Wednesday, March 20, 2013

China solar giant Suntech falls back to Earth


SHANGHAI—China’s Suntech has made a painful journey from being the world’s largest solar panel producer to flirting with bankruptcy in just a year, highlighting the woes of the industry it shaped.

Oversupply as Chinese producers flooded the market and trade disputes over alleged Chinese dumping caused a sudden and spectacular reversal of fortunes for Suntech, which has defaulted on repayments for a $541 million bond issue.

The board ousted the company’s renowned founder just days ago after 12 years in which he led it from nothing to world market domination and now to the edge of ruin, leaving it scrambling to secure new funding and hold creditors at bay.

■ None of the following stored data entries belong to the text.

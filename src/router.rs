use crate::error::{DispatchError, RouterError};
use crate::event::{ConnectionResponse, DirectiveName, Event, IntentRequest, PurchasePayload};
use crate::handler::{Handler, Turn};
use crate::recovery::recover;
use crate::response::SpokenResponse;

/// Intent name no real model will ever produce; used to prove an intent
/// catch-all is registered.
const PROBE_INTENT: &str = "premium-facts.ProbeIntent";

/// Ordered, immutable handler list. The first handler whose predicate matches
/// an event handles it.
pub struct Router {
    handlers: Vec<Box<dyn Handler>>,
}

impl std::fmt::Debug for Router {
    fn fmt(&self, f: &mut std::fmt::Formatter<'_>) -> std::fmt::Result {
        f.debug_struct("Router")
            .field("handlers", &self.handler_names())
            .finish()
    }
}

impl Router {
    pub fn builder() -> RouterBuilder {
        RouterBuilder::default()
    }

    /// Handler names in priority order.
    pub fn handler_names(&self) -> Vec<&'static str> {
        self.handlers.iter().map(|h| h.name()).collect()
    }

    /// The handler that would answer `event`.
    pub fn route(&self, event: &Event) -> Option<&dyn Handler> {
        self.handlers
            .iter()
            .find(|h| h.matches(event))
            .map(|h| &**h)
    }

    /// Answer one event. Never fails: handler errors and unroutable events
    /// become scripted recovery responses.
    pub async fn dispatch(&self, turn: &Turn<'_>, event: &Event) -> SpokenResponse {
        tracing::info!(
            kind = event.kind(),
            session = ?turn.scope.session_id,
            ?event,
            "inbound event"
        );
        let response = match self.route(event) {
            Some(handler) => {
                tracing::debug!(handler = handler.name(), "routing event");
                match handler.handle(turn, event).await {
                    Ok(response) => response,
                    Err(e) => recover(event, &e),
                }
            }
            None => recover(event, &DispatchError::Unroutable(event.kind())),
        };
        tracing::info!(?response, "outbound response");
        response
    }
}

/// Collects handlers in registration order and validates coverage.
#[derive(Default)]
pub struct RouterBuilder {
    handlers: Vec<Box<dyn Handler>>,
}

impl RouterBuilder {
    pub fn register<H: Handler + 'static>(mut self, handler: H) -> Self {
        self.handlers.push(Box::new(handler));
        self
    }

    /// Finish the router, rejecting any configuration that leaves an event
    /// category without a handler.
    pub fn build(self) -> Result<Router, RouterError> {
        if self.handlers.is_empty() {
            return Err(RouterError::Empty);
        }
        let router = Router {
            handlers: self.handlers,
        };
        for (label, probe) in probes() {
            if router.route(&probe).is_none() {
                return Err(RouterError::Uncovered(label));
            }
        }
        tracing::debug!(handlers = ?router.handler_names(), "router built");
        Ok(router)
    }
}

/// One representative event for every category the router must cover.
fn probes() -> Vec<(String, Event)> {
    let mut probes = vec![
        ("launch".to_string(), Event::Launch),
        (
            "unknown intent".to_string(),
            Event::Intent(IntentRequest::new(PROBE_INTENT)),
        ),
        ("session-ended".to_string(), Event::SessionEnded),
    ];
    for directive in DirectiveName::ALL {
        probes.push((
            format!("{directive} connection-response"),
            Event::ConnectionResponse(ConnectionResponse {
                directive,
                status_code: 200,
                status_message: String::new(),
                payload: PurchasePayload::default(),
            }),
        ));
    }
    probes
}
use async_trait::async_trait;

use super::{intent_of, no_such_product};
use crate::entitlement::{pack_reference, resolve_entitlement};
use crate::error::DispatchError;
use crate::event::{DirectiveName, Event, IntentRequest, intents, slots};
use crate::handler::{Handler, Turn};
use crate::product::ALL_ACCESS;
use crate::response::{Directive, SpokenResponse};

/// Product a buy or cancel request targets: the named category's pack, or
/// the bundle when no category was given.
pub(crate) fn target_reference(intent: &IntentRequest) -> String {
    intent
        .resolved(slots::PRODUCT_CATEGORY)
        .map(pack_reference)
        .unwrap_or_else(|| ALL_ACCESS.to_string())
}

/// Hand the turn to the purchasing host for the targeted product.
async fn request_purchase_flow(
    turn: &Turn<'_>,
    event: &Event,
    directive: DirectiveName,
) -> Result<SpokenResponse, DispatchError> {
    let reference = target_reference(intent_of(event)?);
    let snapshot = turn.snapshot().await?;
    let Some(product) = resolve_entitlement(&snapshot, &reference) else {
        tracing::debug!(%reference, %directive, "no such product to hand off");
        return Ok(no_such_product());
    };
    let token = turn.mint_token();
    tracing::info!(%directive, product = %product.product_id, %token, "sending directive");
    let directive = match directive {
        DirectiveName::Buy => Directive::buy(product, token),
        DirectiveName::Cancel => Directive::cancel(product, token),
        DirectiveName::Upsell => return Err(DispatchError::Unroutable(event.kind())),
    };
    Ok(SpokenResponse::handoff(directive))
}

/// "Buy the science pack."
pub struct Buy;

#[async_trait]
impl Handler for Buy {
    fn name(&self) -> &'static str {
        "Buy"
    }

    fn matches(&self, event: &Event) -> bool {
        event.is_intent(intents::BUY)
    }

    async fn handle(
        &self,
        turn: &Turn<'_>,
        event: &Event,
    ) -> Result<SpokenResponse, DispatchError> {
        request_purchase_flow(turn, event, DirectiveName::Buy).await
    }
}

/// "Cancel my subscription."
pub struct CancelSubscription;

#[async_trait]
impl Handler for CancelSubscription {
    fn name(&self) -> &'static str {
        "CancelSubscription"
    }

    fn matches(&self, event: &Event) -> bool {
        event.is_intent(intents::CANCEL_SUBSCRIPTION)
    }

    async fn handle(
        &self,
        turn: &Turn<'_>,
        event: &Event,
    ) -> Result<SpokenResponse, DispatchError> {
        request_purchase_flow(turn, event, DirectiveName::Cancel).await
    }
}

The global solar industry has been burned by the economic slowdown in Europe and the United States, together with weak prices blamed on Chinese companies which sought to build market share by under-cutting competitors.

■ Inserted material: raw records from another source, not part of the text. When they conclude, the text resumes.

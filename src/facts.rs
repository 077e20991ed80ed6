use rand::Rng;
use rand::seq::SliceRandom;
use serde::Deserialize;
use std::path::Path;

use crate::error::{ConfigError, DispatchError};

const BUILTIN: &str = include_str!("../data/facts.toml");

/// One piece of content. Categories repeat across records.
#[derive(Debug, Clone, PartialEq, Eq, Deserialize)]
pub struct FactRecord {
    pub category: String,
    pub text: String,
}

#[derive(Deserialize)]
struct FactTable {
    #[serde(default, rename = "fact")]
    facts: Vec<FactRecord>,
}

/// Read-only fact table shared by every handler.
#[derive(Debug, Clone)]
pub struct FactCatalog {
    facts: Vec<FactRecord>,
}

impl FactCatalog {
    pub fn new(facts: Vec<FactRecord>) -> Result<Self, ConfigError> {
        if facts.is_empty() {
            return Err(ConfigError::NoFacts);
        }
        Ok(Self { facts })
    }

    /// The table compiled into the binary.
    pub fn builtin() -> Result<Self, ConfigError> {
        Self::from_toml(BUILTIN)
    }

    pub fn from_toml(text: &str) -> Result<Self, ConfigError> {
        let table: FactTable = toml::from_str(text)?;
        Self::new(table.facts)
    }

    /// Load a replacement table from disk.
    pub async fn load<P: AsRef<Path>>(path: P) -> Result<Self, ConfigError> {
        let path = path.as_ref();
        let text = tokio::fs::read_to_string(path)
            .await
            .map_err(|source| ConfigError::Io {
                path: path.display().to_string(),
                source,
            })?;
        Self::from_toml(&text)
    }

    pub fn len(&self) -> usize {
        self.facts.len()
    }

    pub fn is_empty(&self) -> bool {
        self.facts.is_empty()
    }

    pub fn all(&self) -> &[FactRecord] {
        &self.facts
    }

    /// Distinct categories in first-seen order.
    pub fn categories(&self) -> Vec<&str> {
        let mut seen: Vec<&str> = Vec::new();
        for f in &self.facts {
            if !seen.contains(&f.category.as_str()) {
                seen.push(&f.category);
            }
        }
        seen
    }

    pub fn has_category(&self, category: &str) -> bool {
        self.facts.iter().any(|f| f.category == category)
    }

    /// Uniformly pick a fact, optionally restricted to one category.
    pub fn random_fact(&self, category: Option<&str>) -> Result<&FactRecord, DispatchError> {
        self.random_fact_with(category, &mut rand::thread_rng())
    }

    pub fn random_fact_with<R: Rng + ?Sized>(
        &self,
        category: Option<&str>,
        rng: &mut R,
    ) -> Result<&FactRecord, DispatchError> {
        let picked = match category {
            None => self.facts.choose(rng),
            Some(c) => {
                let pool: Vec<&FactRecord> =
                    self.facts.iter().filter(|f| f.category == c).collect();
                pool.choose(rng).copied()
            }
        };
        picked.ok_or_else(|| {
            let category = category.unwrap_or_default().to_string();
            tracing::error!(%category, "fact requested for a category with no facts");
            DispatchError::EmptyCategory(category)
        })
    }
}
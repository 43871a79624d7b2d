pub mod cli;
pub mod commands;
pub mod config;
pub mod datetime;
pub mod persist;
pub mod render;
pub mod seed;
pub mod store;
pub mod task;
pub mod view;

use std::ffi::OsString;

use anyhow::Context;
use chrono::Utc;
use clap::Parser;
use tracing::{debug, info};

#[tracing::instrument(skip_all)]
pub fn run(raw_args: Vec<OsString>) -> anyhow::Result<()> {
    let pre = cli::preprocess_args(&raw_args)?;
    let cli = cli::GlobalCli::parse_from(pre.cleaned_args);

    cli::init_tracing(cli.verbose, cli.quiet)?;

    info!(
        verbose = cli.verbose,
        quiet = cli.quiet,
        "starting fancy-todo CLI"
    );
    debug!(?pre.rc_overrides, "preprocessed rc overrides");

    let mut cfg = config::Config::load(cli.rc_file.as_deref())?;
    cfg.apply_overrides(
        pre.rc_overrides
            .into_iter()
            .chain(cli.rc_overrides.into_iter().map(|kv| (kv.key, kv.value))),
    );

    let data_dir = config::resolve_data_dir(&cfg, cli.data.as_deref())
        .context("failed to resolve data directory")?;

    let mut kv = persist::FileKv::open(&data_dir)
        .with_context(|| format!("failed to open data directory {}", data_dir.display()))?;

    let mut store = persist::load_state(&kv, Utc::now());

    let mut renderer = render::Renderer::new(&cfg)?;
    let inv = cli::Invocation::parse(&cfg, cli.rest)?;

    commands::dispatch(&mut store, &cfg, &mut renderer, inv)?;

    // The one commit point: mutations only mark the store dirty, and
    // the whole batch lands here after the command finishes.
    if store.take_dirty() {
        persist::save_state(&mut kv, &store);
        debug!("committed state");
    }

    info!("done");
    Ok(())
}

The European Union and United States last year targeted Suntech and other Chinese solar panel and cell makers, accusing them of selling their products at below cost and receiving “unfair” government subsidies.

Suntech, a private company, denied the allegations but made no secret of its aim to keep prices at rock bottom, which it said made solar energy available to more people.

Analysts said Suntech’s business model, deliberately pushing down prices to capture larger market share despite narrower profit margins, contained the seeds of its own destruction.

“What (Suntech) has done is increase supply to the market so much, that they really almost can’t sell anything at a profit now,” said Ben Cavender, associate principal of China Market Research Group (CMR) in Shanghai.

Suntech recorded a net loss of $1.0 billion in 2011, from a profit of $237 million in 2010, according to company filings. The firm has yet to report financial results for 2012.

Once an investors’ darling, its New York-listed shares have plunged from a high of $90.00 in early 2008. They closed down 7.81 percent at $0.59 in New York on Tuesday.

“It is going to be difficult for them going forward,” Cavender added. “You might end up seeing a very different company down the road.”

Suntech said earlier this month it would shut a manufacturing plant in the United States in a bid to “rationalise” production capacity.

China’s National Business Daily on Tuesday quoted an official in the eastern city of Wuxi, where the firm is headquartered and employs 14,000 people, as saying it would undergo restructuring under bankruptcy proceedings.

Analysts said Suntech faced a problem common to Chinese private firms, growing rapidly in the country’s economic boom but becoming unwieldy and unmanageable as it turned into a vast corporation.

“Suntech, as a private firm, went too fast in its expansion,” said Liu Wenping, a partner in Shanghai-based solar investment consulting firm Sapphire Capital.

“The founder, with the role of scientist-entrepreneur, didn’t have the experience to manage such a big company with tens of thousands of workers.”

Suntech’s founder Shi Zhengrong—listed as one of China’s richest people by the independent Hurun Report last year, worth $476 million — was ousted as chairman earlier this month. He called the move “misconceived and unlawful” in a statement, vowing further action.

While more than 60 percent of Suntech’s bondholders have given the company a two-month extension for payment, some are planning to sue to recoup their investment, Dow Jones Newswires reported.

The default could cause foreign investors to sour further on China, after a string of accounting scandals involving Chinese firms listed in the United States and other overseas markets, analysts said.

US equipment giant Caterpillar recently revealed that it had found fake accounts at a Chinese firm it acquired for more than $650 million last year, in another cautionary tale for foreign investors in the hugely promising market.

“Looking at a Chinese company as a potential investment, you really have to be a little more cautious… and decide whether the investment looks as good as it does on paper,” said Cavender of CMR.